## Task
The answer must be every line of the records in which the string "columns" appears.

---+---

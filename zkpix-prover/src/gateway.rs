//! Entry point the pipeline uses to turn a validated witness into a checked
//! [`ProofBundle`].

use std::{future::Future, sync::Arc, time::Duration};

use tracing::{info, warn};
use zkpix_common::ProofBundle;

use crate::{backend::ProvingBackend, error::ProverError, witness::WitnessInput};

pub const DEFAULT_PROOF_TIMEOUT: Duration = Duration::from_secs(300);

#[derive(Clone)]
pub struct ProverGateway {
    backend: Arc<dyn ProvingBackend>,
    proof_timeout: Duration,
    verify_locally: bool,
}

impl ProverGateway {
    pub fn new(backend: Arc<dyn ProvingBackend>) -> Self {
        Self {
            backend,
            proof_timeout: DEFAULT_PROOF_TIMEOUT,
            verify_locally: true,
        }
    }

    pub fn with_timeout(mut self, timeout: Duration) -> Self {
        self.proof_timeout = timeout;
        self
    }

    pub fn with_local_verification(mut self, enabled: bool) -> Self {
        self.verify_locally = enabled;
        self
    }

    pub fn backend_name(&self) -> &'static str {
        self.backend.name()
    }

    /// Validate the witness, prove it under the deadline, check that the
    /// backend's public inputs are exactly the ones the witness declares and,
    /// when enabled, verify the proof before handing it out.
    pub async fn prove(&self, witness: &WitnessInput) -> Result<ProofBundle, ProverError> {
        witness.validate()?;
        let expected = witness.public_inputs();

        let backend = self.backend.clone();
        let job = witness.clone();
        let output = self
            .dispatch("prove", async move { backend.prove(&job).await })
            .await?;

        if output.public_inputs != expected {
            warn!(
                backend = self.backend.name(),
                expected = expected.len(),
                actual = output.public_inputs.len(),
                "backend public inputs do not match witness"
            );
            return Err(ProverError::PublicInputMismatch {
                expected: expected.len(),
                actual: output.public_inputs.len(),
            });
        }

        let bundle = ProofBundle::new(witness.direction, output.proof, output.public_inputs);
        if self.verify_locally && !self.verify(&bundle).await? {
            return Err(ProverError::VerificationFailed);
        }
        info!(
            backend = self.backend.name(),
            direction = %witness.direction,
            verified = self.verify_locally,
            "proof bundle ready"
        );
        Ok(bundle)
    }

    pub async fn verify(&self, bundle: &ProofBundle) -> Result<bool, ProverError> {
        let backend = self.backend.clone();
        let bundle = bundle.clone();
        self.dispatch("verify", async move { backend.verify(&bundle).await })
            .await
    }

    /// Run backend work on its own task under the deadline. A timed-out task
    /// is aborted and awaited, so whatever it owns (child processes, scratch
    /// dirs) is dropped before the error is returned.
    async fn dispatch<T, F>(&self, stage: &'static str, work: F) -> Result<T, ProverError>
    where
        T: Send + 'static,
        F: Future<Output = Result<T, ProverError>> + Send + 'static,
    {
        let mut task = tokio::spawn(work);
        match tokio::time::timeout(self.proof_timeout, &mut task).await {
            Ok(Ok(result)) => result,
            Ok(Err(err)) => {
                warn!(backend = self.backend.name(), stage, error = %err, "prover task died");
                Err(ProverError::Backend(format!("{stage} task failed")))
            }
            Err(_) => {
                task.abort();
                let _ = task.await;
                warn!(backend = self.backend.name(), stage, "prover deadline passed");
                Err(ProverError::Timeout {
                    seconds: self.proof_timeout.as_secs(),
                })
            }
        }
    }
}
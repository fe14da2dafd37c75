//! CSV corpus loading.
//!
//! The corpus file is read once at startup. Header names are matched
//! case-insensitively after trimming, so `Question`, ` ANSWER ` and
//! `question` all resolve. Extra columns are ignored.
//!
//! Any of the following aborts startup:
//! - the file is missing or unreadable,
//! - the `question` or `answer` column is absent,
//! - a row is malformed (e.g. a different number of fields than the header).
//!
//! Rows whose question or answer is empty after trimming are dropped.

use anyhow::{bail, Context, Result};
use std::io;
use std::path::Path;

use faqbot_core::{Corpus, QaRecord};

/// Load the corpus from a CSV file on disk.
pub fn load_corpus(path: &Path) -> Result<Corpus> {
    let file = std::fs::File::open(path)
        .with_context(|| format!("Failed to open corpus file: {}", path.display()))?;
    read_corpus(file).with_context(|| format!("Invalid corpus file: {}", path.display()))
}

/// Parse a corpus from any CSV reader.
pub fn read_corpus<R: io::Read>(reader: R) -> Result<Corpus> {
    let mut reader = csv::ReaderBuilder::new().has_headers(true).from_reader(reader);

    let headers: Vec<String> = reader
        .headers()
        .context("Failed to read CSV header row")?
        .iter()
        .map(|h| h.trim().to_lowercase())
        .collect();

    let column = |name: &str| headers.iter().position(|h| h == name);
    let (question_col, answer_col) = match (column("question"), column("answer")) {
        (Some(q), Some(a)) => (q, a),
        _ => bail!(
            "CSV must contain 'question' and 'answer' columns (found: {})",
            headers.join(", ")
        ),
    };

    let mut records = Vec::new();
    let mut dropped = 0usize;
    for (row, result) in reader.records().enumerate() {
        // Row numbers are 1-based and count the header line.
        let record = result.with_context(|| format!("Malformed CSV row {}", row + 2))?;
        let question = record.get(question_col).unwrap_or("").trim();
        let answer = record.get(answer_col).unwrap_or("").trim();
        if question.is_empty() || answer.is_empty() {
            dropped += 1;
            continue;
        }
        records.push(QaRecord::new(question, answer));
    }

    if dropped > 0 {
        tracing::warn!(dropped, "skipped corpus rows with an empty question or answer");
    }

    Ok(Corpus::new(records))
}
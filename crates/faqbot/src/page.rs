//! HTML rendering for the chat form.
//!
//! The page is a single form posting `query` back to `/`. After a
//! submission it shows the bot's response, then related questions and
//! follow-up ideas when there are any. All dynamic text is escaped.

use std::fmt::Write;

use crate::chat::ChatReply;

/// Escape text for use in HTML element content and quoted attributes.
pub fn escape_html(text: &str) -> String {
    let mut out = String::with_capacity(text.len());
    for c in text.chars() {
        match c {
            '&' => out.push_str("&amp;"),
            '<' => out.push_str("&lt;"),
            '>' => out.push_str("&gt;"),
            '"' => out.push_str("&quot;"),
            '\'' => out.push_str("&#39;"),
            _ => out.push(c),
        }
    }
    out
}

/// Render the chat page. `reply` is `None` before the first submission.
pub fn render_chat(title: &str, query: &str, reply: Option<&ChatReply>) -> String {
    let mut body = String::new();

    if let Some(reply) = reply {
        let _ = write!(
            body,
            "\n    <p><strong>Bot:</strong> {}</p>\n",
            escape_html(&reply.response)
        );

        if !reply.suggestions.is_empty() {
            body.push_str("\n    <p><strong>Related questions:</strong></p>\n    <ul>");
            for s in &reply.suggestions {
                let _ = write!(body, "<li>{}</li>", escape_html(&s.question));
            }
            body.push_str("</ul>\n");
        }

        if !reply.followups.is_empty() {
            body.push_str("\n    <p><strong>Follow-up ideas:</strong></p>\n    <ul>");
            for f in &reply.followups {
                let _ = write!(body, "<li>{}</li>", escape_html(f));
            }
            body.push_str("</ul>\n");
        }
    }

    layout(
        title,
        &format!(
            r#"    <form method="post" action="/">
        <input name="query" value="{}" placeholder="Ask a question..." style="width:300px;" required>
        <button type="submit">Submit</button>
    </form>
{}"#,
            escape_html(query),
            body
        ),
    )
}

/// Render a page reporting a failed request.
pub fn render_error(title: &str, message: &str) -> String {
    layout(
        title,
        &format!(
            "    <p><strong>Something went wrong:</strong> {}</p>\n    <p><a href=\"/\">Back</a></p>\n",
            escape_html(message)
        ),
    )
}

fn layout(title: &str, content: &str) -> String {
    let title = escape_html(title);
    format!(
        r#"<!DOCTYPE html>
<html>
<head>
    <meta charset="utf-8">
    <title>{title}</title>
</head>
<body>
    <h2>{title}</h2>
{content}</body>
</html>
"#
    )
}

#[cfg(test)]
mod tests {
    use super::*;
    use crate::chat::NO_EXACT_ANSWER;
    use faqbot_core::Suggestion;

    #[test]
    fn test_escape_html() {
        assert_eq!(
            escape_html(r#"<b>"Tom" & 'Jerry'</b>"#),
            "&lt;b&gt;&quot;Tom&quot; &amp; &#39;Jerry&#39;&lt;/b&gt;"
        );
    }

    #[test]
    fn test_empty_form() {
        let html = render_chat("University Chatbot", "", None);
        assert!(html.contains("<title>University Chatbot</title>"));
        assert!(html.contains(r#"<form method="post" action="/">"#));
        assert!(html.contains(r#"name="query""#));
        assert!(!html.contains("Bot:"));
    }

    #[test]
    fn test_reply_sections() {
        let reply = ChatReply {
            response: NO_EXACT_ANSWER.to_string(),
            matched_question: None,
            suggestions: vec![Suggestion {
                index: 0,
                question: "Is <housing> guaranteed?".to_string(),
                score: 0.5,
            }],
            followups: vec!["Can I pay in installments?".to_string()],
        };
        let html = render_chat("University Chatbot", "housing", Some(&reply));
        assert!(html.contains("I couldn&#39;t find an exact answer."));
        assert!(html.contains("Related questions:"));
        assert!(html.contains("<li>Is &lt;housing&gt; guaranteed?</li>"));
        assert!(html.contains("Follow-up ideas:"));
        assert!(html.contains(r#"value="housing""#));
    }

    #[test]
    fn test_sections_hidden_when_empty() {
        let reply = ChatReply {
            response: "Building C.".to_string(),
            matched_question: Some("Where is the library?".to_string()),
            suggestions: Vec::new(),
            followups: Vec::new(),
        };
        let html = render_chat("Campus", "where is the library", Some(&reply));
        assert!(html.contains("<p><strong>Bot:</strong> Building C.</p>"));
        assert!(!html.contains("Related questions:"));
        assert!(!html.contains("Follow-up ideas:"));
    }

    #[test]
    fn test_error_page_escapes_message() {
        let html = render_error("Campus", "Ollama connection error (<url>)");
        assert!(html.contains("Ollama connection error (&lt;url&gt;)"));
    }
}
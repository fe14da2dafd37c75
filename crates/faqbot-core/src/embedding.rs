//! Vector similarity helpers for embedding-based scorers.
//!
//! Concrete embedding providers (OpenAI, Ollama, fastembed) live in the
//! `faqbot` app crate. This module only compares vectors it is handed.

/// Compute cosine similarity between two embedding vectors.
///
/// Returns a value in `[-1.0, 1.0]`:
/// - `1.0` = identical direction
/// - `0.0` = orthogonal (unrelated)
/// - `-1.0` = opposite direction
///
/// Returns `0.0` for empty vectors or vectors of different lengths.
pub fn cosine_similarity(a: &[f32], b: &[f32]) -> f32 {
    if a.len() != b.len() || a.is_empty() {
        return 0.0;
    }

    let mut dot = 0.0f32;
    let mut norm_a = 0.0f32;
    let mut norm_b = 0.0f32;

    for (x, y) in a.iter().zip(b.iter()) {
        dot += x * y;
        norm_a += x * x;
        norm_b += y * y;
    }

    let denom = norm_a.sqrt() * norm_b.sqrt();
    if denom < f32::EPSILON {
        return 0.0;
    }

    dot / denom
}

/// Squared Euclidean distance, the metric a flat L2 index reports.
///
/// Callers must pass vectors of equal length; extra trailing components of
/// the longer vector are ignored.
pub fn squared_l2_distance(a: &[f32], b: &[f32]) -> f32 {
    a.iter()
        .zip(b.iter())
        .map(|(x, y)| {
            let d = x - y;
            d * d
        })
        .sum()
}
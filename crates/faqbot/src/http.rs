//! JSON-over-HTTP calls to model services, with retry and backoff.
//!
//! # Retry Strategy
//!
//! - HTTP 429 (rate limited) and 5xx (server error) → retry
//! - HTTP 4xx (client error, not 429) → fail immediately
//! - Network errors → retry
//! - Backoff: 1s, 2s, 4s, 8s, 16s, 32s (capped at 2^5)

use anyhow::{anyhow, bail, Result};
use std::time::Duration;

/// Build a client with the given request timeout.
pub fn client(timeout_secs: u64) -> Result<reqwest::Client> {
    Ok(reqwest::Client::builder()
        .timeout(Duration::from_secs(timeout_secs))
        .build()?)
}

/// Delay before retry number `attempt` (1-based).
pub fn backoff_delay(attempt: u32) -> Duration {
    Duration::from_secs(1 << attempt.saturating_sub(1).min(5))
}

/// POST `body` as JSON to `url` and return the parsed JSON response.
///
/// `service` names the remote in error messages (e.g. `"OpenAI"`).
pub async fn post_json(
    client: &reqwest::Client,
    service: &str,
    url: &str,
    bearer: Option<&str>,
    body: &serde_json::Value,
    max_retries: u32,
) -> Result<serde_json::Value> {
    let mut last_err = None;

    for attempt in 0..=max_retries {
        if attempt > 0 {
            let delay = backoff_delay(attempt);
            tracing::debug!(service, attempt, ?delay, "retrying model request");
            tokio::time::sleep(delay).await;
        }

        let mut request = client.post(url).json(body);
        if let Some(key) = bearer {
            request = request.bearer_auth(key);
        }

        match request.send().await {
            Ok(response) => {
                let status = response.status();

                if status.is_success() {
                    return Ok(response.json().await?);
                }

                let body_text = response.text().await.unwrap_or_default();

                // Rate limited or server error: retry
                if status.as_u16() == 429 || status.is_server_error() {
                    tracing::warn!(service, %status, "model request failed, will retry");
                    last_err = Some(anyhow!("{} API error {}: {}", service, status, body_text));
                    continue;
                }

                bail!("{} API error {}: {}", service, status, body_text);
            }
            Err(e) => {
                tracing::warn!(service, error = %e, "model request could not be sent");
                last_err = Some(anyhow!("{} connection error ({}): {}", service, url, e));
            }
        }
    }

    Err(last_err.unwrap_or_else(|| anyhow!("{} request failed after retries", service)))
}

#[cfg(test)]
mod tests {
    use super::*;
    use axum::{http::StatusCode, Router};
    use std::sync::atomic::{AtomicUsize, Ordering};
    use std::sync::Arc;

    /// Serve `status` on every path and count the requests received.
    async fn spawn_stub(status: StatusCode) -> (String, Arc<AtomicUsize>) {
        let hits = Arc::new(AtomicUsize::new(0));
        let counter = Arc::clone(&hits);
        let app = Router::new().fallback(move || {
            let counter = Arc::clone(&counter);
            async move {
                counter.fetch_add(1, Ordering::SeqCst);
                (status, "stub failure")
            }
        });
        let listener = tokio::net::TcpListener::bind("127.0.0.1:0").await.unwrap();
        let addr = listener.local_addr().unwrap();
        tokio::spawn(async move {
            axum::serve(listener, app).await.unwrap();
        });
        (format!("http://{}", addr), hits)
    }

    #[tokio::test]
    async fn test_server_error_is_retried() {
        let (url, hits) = spawn_stub(StatusCode::INTERNAL_SERVER_ERROR).await;
        let client = client(5).unwrap();
        let err = post_json(&client, "Ollama", &url, None, &serde_json::json!({}), 1)
            .await
            .unwrap_err();
        assert!(err.to_string().contains("Ollama API error 500"), "{}", err);
        assert_eq!(hits.load(Ordering::SeqCst), 2);
    }

    #[tokio::test]
    async fn test_rate_limit_is_retried() {
        let (url, hits) = spawn_stub(StatusCode::TOO_MANY_REQUESTS).await;
        let client = client(5).unwrap();
        let err = post_json(&client, "OpenAI", &url, Some("sk-test"), &serde_json::json!({}), 1)
            .await
            .unwrap_err();
        assert!(err.to_string().contains("429"), "{}", err);
        assert_eq!(hits.load(Ordering::SeqCst), 2);
    }

    #[tokio::test]
    async fn test_client_error_fails_fast() {
        let (url, hits) = spawn_stub(StatusCode::BAD_REQUEST).await;
        let client = client(5).unwrap();
        let err = post_json(&client, "OpenAI", &url, None, &serde_json::json!({}), 3)
            .await
            .unwrap_err();
        assert!(err.to_string().contains("OpenAI API error 400"), "{}", err);
        assert_eq!(hits.load(Ordering::SeqCst), 1);
    }

    #[test]
    fn test_backoff_schedule() {
        let secs: Vec<u64> = (1..=8).map(|a| backoff_delay(a).as_secs()).collect();
        assert_eq!(secs, vec![1, 2, 4, 8, 16, 32, 32, 32]);
    }

    #[tokio::test]
    async fn test_unreachable_host_reports_service() {
        let client = client(1).unwrap();
        let err = post_json(
            &client,
            "Ollama",
            "http://127.0.0.1:9/api/embed",
            None,
            &serde_json::json!({}),
            0,
        )
        .await
        .unwrap_err();
        assert!(err.to_string().contains("Ollama connection error"));
    }
}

---+---

## Problem solution
//! `question` all resolve. Extra columns are ignored.
            "CSV must contain 'question' and 'answer' columns (found: {})",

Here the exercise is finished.